■ **EXERCISE INSTRUCTIONS**
Please copy each line of the records below that holds the word "LogSurfaceProvider".

Stored data
++++++++++

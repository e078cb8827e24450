//! Viewfinder frame producer
//!
//! Runs inside the camera callback: filters by pixel format, maintains the
//! rolling frame rate and hands accepted frames to the active encoder.

use log::{info, trace};
use std::sync::{Arc, Mutex, PoisonError};

use super::{FpsReporter, FrameBuffer, FrameRateCounter, PixelFormat};
use crate::pipeline::{EncodeInput, PipelineHealth};

struct RateState {
    counter: FrameRateCounter,
    reporter: FpsReporter,
}

pub struct Viewfinder {
    format: PixelFormat,
    rate: Mutex<RateState>,
    sink: Mutex<Option<EncodeInput>>,
    health: Arc<PipelineHealth>,
}

impl Viewfinder {
    pub fn new(format: PixelFormat) -> Self {
        Self {
            format,
            rate: Mutex::new(RateState {
                counter: FrameRateCounter::new(),
                reporter: FpsReporter::new(),
            }),
            sink: Mutex::new(None),
            health: Arc::new(PipelineHealth::new()),
        }
    }

    pub fn format(&self) -> PixelFormat {
        self.format
    }

    /// Camera callback. Never blocks on I/O.
    ///
    /// Returns whether the frame was accepted.
    pub fn on_frame(&self, frame: &FrameBuffer<'_>) -> bool {
        if frame.format != self.format {
            trace!("dropping {} frame, expected {}", frame.format, self.format);
            self.health.record_frame_drop();
            return false;
        }

        {
            let mut rate = self.rate.lock().unwrap_or_else(PoisonError::into_inner);
            let fps = rate.counter.push(frame.timestamp);
            if rate.reporter.due(frame.timestamp) {
                info!("fps[{}]", fps);
            }
        }
        self.health.record_frame(0, false);

        if let Some(input) = self
            .sink
            .lock()
            .unwrap_or_else(PoisonError::into_inner)
            .as_ref()
        {
            input.submit(frame);
        }
        true
    }

    /// Route accepted frames to an encode session.
    pub fn attach(&self, input: EncodeInput) {
        *self.sink.lock().unwrap_or_else(PoisonError::into_inner) = Some(input);
    }

    pub fn detach(&self) -> Option<EncodeInput> {
        self.sink.lock().unwrap_or_else(PoisonError::into_inner).take()
    }

    pub fn is_attached(&self) -> bool {
        self.sink
            .lock()
            .unwrap_or_else(PoisonError::into_inner)
            .is_some()
    }

    /// Frames accepted during the last second.
    pub fn fps(&self) -> usize {
        self.rate
            .lock()
            .unwrap_or_else(PoisonError::into_inner)
            .counter
            .len()
    }

    pub fn reset(&self) {
        let mut rate = self.rate.lock().unwrap_or_else(PoisonError::into_inner);
        rate.counter.clear();
        rate.reporter = FpsReporter::new();
    }

    pub fn health(&self) -> &Arc<PipelineHealth> {
        &self.health
    }
}

#[cfg(test)]
mod tests {
    use super::*;
    use crate::capture::{FramePool, Plane, SECOND};
    use tokio::sync::mpsc;

    fn nv12(timestamp: i64, luma: &[u8], chroma: &[u8], f: impl FnOnce(&FrameBuffer<'_>)) {
        let planes = [
            Plane {
                data: luma,
                stride: 4,
            },
            Plane {
                data: chroma,
                stride: 4,
            },
        ];
        f(&FrameBuffer {
            format: PixelFormat::Nv12,
            width: 4,
            height: 2,
            timestamp,
            planes: &planes,
        });
    }

    #[test]
    fn test_rejects_other_formats_silently() {
        let viewfinder = Viewfinder::new(PixelFormat::Nv12);
        let data = [0u8; 32];
        let planes = [Plane {
            data: &data,
            stride: 16,
        }];
        let frame = FrameBuffer {
            format: PixelFormat::Bgra,
            width: 4,
            height: 2,
            timestamp: 0,
            planes: &planes,
        };

        assert!(!viewfinder.on_frame(&frame));
        assert_eq!(viewfinder.fps(), 0);
        assert_eq!(viewfinder.health().frame_drops(), 1);
    }

    #[test]
    fn test_counts_frames_in_rolling_window() {
        let viewfinder = Viewfinder::new(PixelFormat::Nv12);
        let (luma, chroma) = ([0u8; 8], [128u8; 4]);
        for i in 0..60 {
            nv12(i * SECOND / 20, &luma, &chroma, |frame| {
                assert!(viewfinder.on_frame(frame));
            });
        }
        // 20 fps: the newest frame plus the twenty before it within one second
        assert_eq!(viewfinder.fps(), 21);
    }

    #[test]
    fn test_forwards_to_attached_encoder() {
        let viewfinder = Viewfinder::new(PixelFormat::Nv12);
        let (tx, mut rx) = mpsc::channel(4);
        let pool = FramePool::new(PixelFormat::Yuv420p.frame_size(4, 2));
        let health = Arc::new(PipelineHealth::new());
        viewfinder.attach(EncodeInput::new(tx, pool, health, 4, 2));

        let luma = [1, 2, 3, 4, 5, 6, 7, 8];
        let chroma = [10, 20, 11, 21];
        nv12(1234, &luma, &chroma, |frame| {
            viewfinder.on_frame(frame);
        });

        let owned = rx.try_recv().unwrap();
        assert_eq!(owned.pts, 1234);
        assert_eq!(owned.data, vec![1, 2, 3, 4, 5, 6, 7, 8, 10, 11, 20, 21]);

        assert!(viewfinder.detach().is_some());
        nv12(2000, &luma, &chroma, |frame| {
            viewfinder.on_frame(frame);
        });
        assert!(rx.try_recv().is_err());
    }
}
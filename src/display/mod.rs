//! Rendering surfaces for decoded frames
//!
//! The decode session asks a [`SurfaceProvider`] for a surface bound to a
//! window group / window id pair and presents every decoded frame on it.
//! Layout and visibility belong to the host and are not modelled here.

use log::{debug, info};
use std::sync::atomic::{AtomicU64, Ordering};
use std::sync::{Arc, Mutex, PoisonError};

use crate::codec::DecodedFrame;
use crate::error::{PipelineError, Result};

/// Opaque identifier of a created surface.
#[derive(Debug, Clone, Copy, PartialEq, Eq, Hash)]
pub struct SurfaceHandle(pub u64);

pub trait RenderSurface: Send {
    fn handle(&self) -> SurfaceHandle;

    fn present(&mut self, frame: &DecodedFrame) -> Result<()>;
}

pub trait SurfaceProvider: Send + Sync {
    fn create_surface(&self, window_group: &str, window_id: &str)
    -> Result<Box<dyn RenderSurface>>;
}

static NEXT_HANDLE: AtomicU64 = AtomicU64::new(1);

fn next_handle() -> SurfaceHandle {
    SurfaceHandle(NEXT_HANDLE.fetch_add(1, Ordering::Relaxed))
}

/// Surfaces that only log what they would display.
#[derive(Debug, Default, Clone)]
pub struct LogSurfaceProvider {
    /// Log a progress line every this many frames.
    pub report_every: u64,
}

impl LogSurfaceProvider {
    pub fn new(report_every: u64) -> Self {
        Self { report_every }
    }
}

impl SurfaceProvider for LogSurfaceProvider {
    fn create_surface(
        &self,
        window_group: &str,
        window_id: &str,
    ) -> Result<Box<dyn RenderSurface>> {
        let handle = next_handle();
        info!(
            "created surface {:?} in window {}/{}",
            handle, window_group, window_id
        );
        Ok(Box::new(LogSurface {
            handle,
            window: format!("{}/{}", window_group, window_id),
            report_every: self.report_every.max(1),
            presented: 0,
        }))
    }
}

struct LogSurface {
    handle: SurfaceHandle,
    window: String,
    report_every: u64,
    presented: u64,
}

impl RenderSurface for LogSurface {
    fn handle(&self) -> SurfaceHandle {
        self.handle
    }

    fn present(&mut self, frame: &DecodedFrame) -> Result<()> {
        if self.presented == 0 {
            info!(
                "{}: first frame {}x{}",
                self.window, frame.width, frame.height
            );
        }
        self.presented += 1;
        if self.presented % self.report_every == 0 {
            debug!("{}: presented {} frames", self.window, self.presented);
        }
        Ok(())
    }
}

impl Drop for LogSurface {
    fn drop(&mut self) {
        info!(
            "{}: surface released after {} frames",
            self.window, self.presented
        );
    }
}

/// Surfaces that keep every presented frame in memory.
#[derive(Clone, Default)]
pub struct CollectingSurfaceProvider {
    frames: Arc<Mutex<Vec<DecodedFrame>>>,
    windows: Arc<Mutex<Vec<String>>>,
    fail: bool,
}

impl CollectingSurfaceProvider {
    pub fn new() -> Self {
        Self::default()
    }

    /// A provider whose surfaces can never be created.
    pub fn failing() -> Self {
        Self {
            fail: true,
            ..Self::default()
        }
    }

    pub fn frames(&self) -> Vec<DecodedFrame> {
        self.frames
            .lock()
            .unwrap_or_else(PoisonError::into_inner)
            .clone()
    }

    pub fn frame_count(&self) -> usize {
        self.frames.lock().unwrap_or_else(PoisonError::into_inner).len()
    }

    /// `group/id` of every surface created so far.
    pub fn windows(&self) -> Vec<String> {
        self.windows
            .lock()
            .unwrap_or_else(PoisonError::into_inner)
            .clone()
    }
}

impl SurfaceProvider for CollectingSurfaceProvider {
    fn create_surface(
        &self,
        window_group: &str,
        window_id: &str,
    ) -> Result<Box<dyn RenderSurface>> {
        if self.fail {
            return Err(PipelineError::StartFailed(format!(
                "no window {}/{}",
                window_group, window_id
            )));
        }
        self.windows
            .lock()
            .unwrap_or_else(PoisonError::into_inner)
            .push(format!("{}/{}", window_group, window_id));
        Ok(Box::new(CollectingSurface {
            handle: next_handle(),
            frames: self.frames.clone(),
        }))
    }
}

struct CollectingSurface {
    handle: SurfaceHandle,
    frames: Arc<Mutex<Vec<DecodedFrame>>>,
}

impl RenderSurface for CollectingSurface {
    fn handle(&self) -> SurfaceHandle {
        self.handle
    }

    fn present(&mut self, frame: &DecodedFrame) -> Result<()> {
        self.frames
            .lock()
            .unwrap_or_else(PoisonError::into_inner)
            .push(frame.clone());
        Ok(())
    }
}

#[cfg(test)]
mod tests {
    use super::*;

    fn frame() -> DecodedFrame {
        DecodedFrame {
            data: vec![0; 6],
            width: 2,
            height: 2,
            pts: 0,
        }
    }

    #[test]
    fn test_surfaces_get_distinct_handles() {
        let provider = LogSurfaceProvider::new(30);
        let a = provider.create_surface("group", "a").unwrap();
        let b = provider.create_surface("group", "b").unwrap();
        assert_ne!(a.handle(), b.handle());
    }

    #[test]
    fn test_collecting_surface_shares_frames() {
        let provider = CollectingSurfaceProvider::new();
        let mut surface = provider.create_surface("group", "preview").unwrap();
        surface.present(&frame()).unwrap();
        surface.present(&frame()).unwrap();
        assert_eq!(provider.frame_count(), 2);
        assert_eq!(provider.windows(), vec!["group/preview".to_string()]);
    }

    #[test]
    fn test_failing_provider() {
        let provider = CollectingSurfaceProvider::failing();
        assert!(matches!(
            provider.create_surface("group", "preview"),
            Err(PipelineError::StartFailed(_))
        ));
    }
}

++++++++++

■ **EXERCISE SOLUTION**
pub struct LogSurfaceProvider {
impl LogSurfaceProvider {
impl SurfaceProvider for LogSurfaceProvider {
        let provider = LogSurfaceProvider::new(30);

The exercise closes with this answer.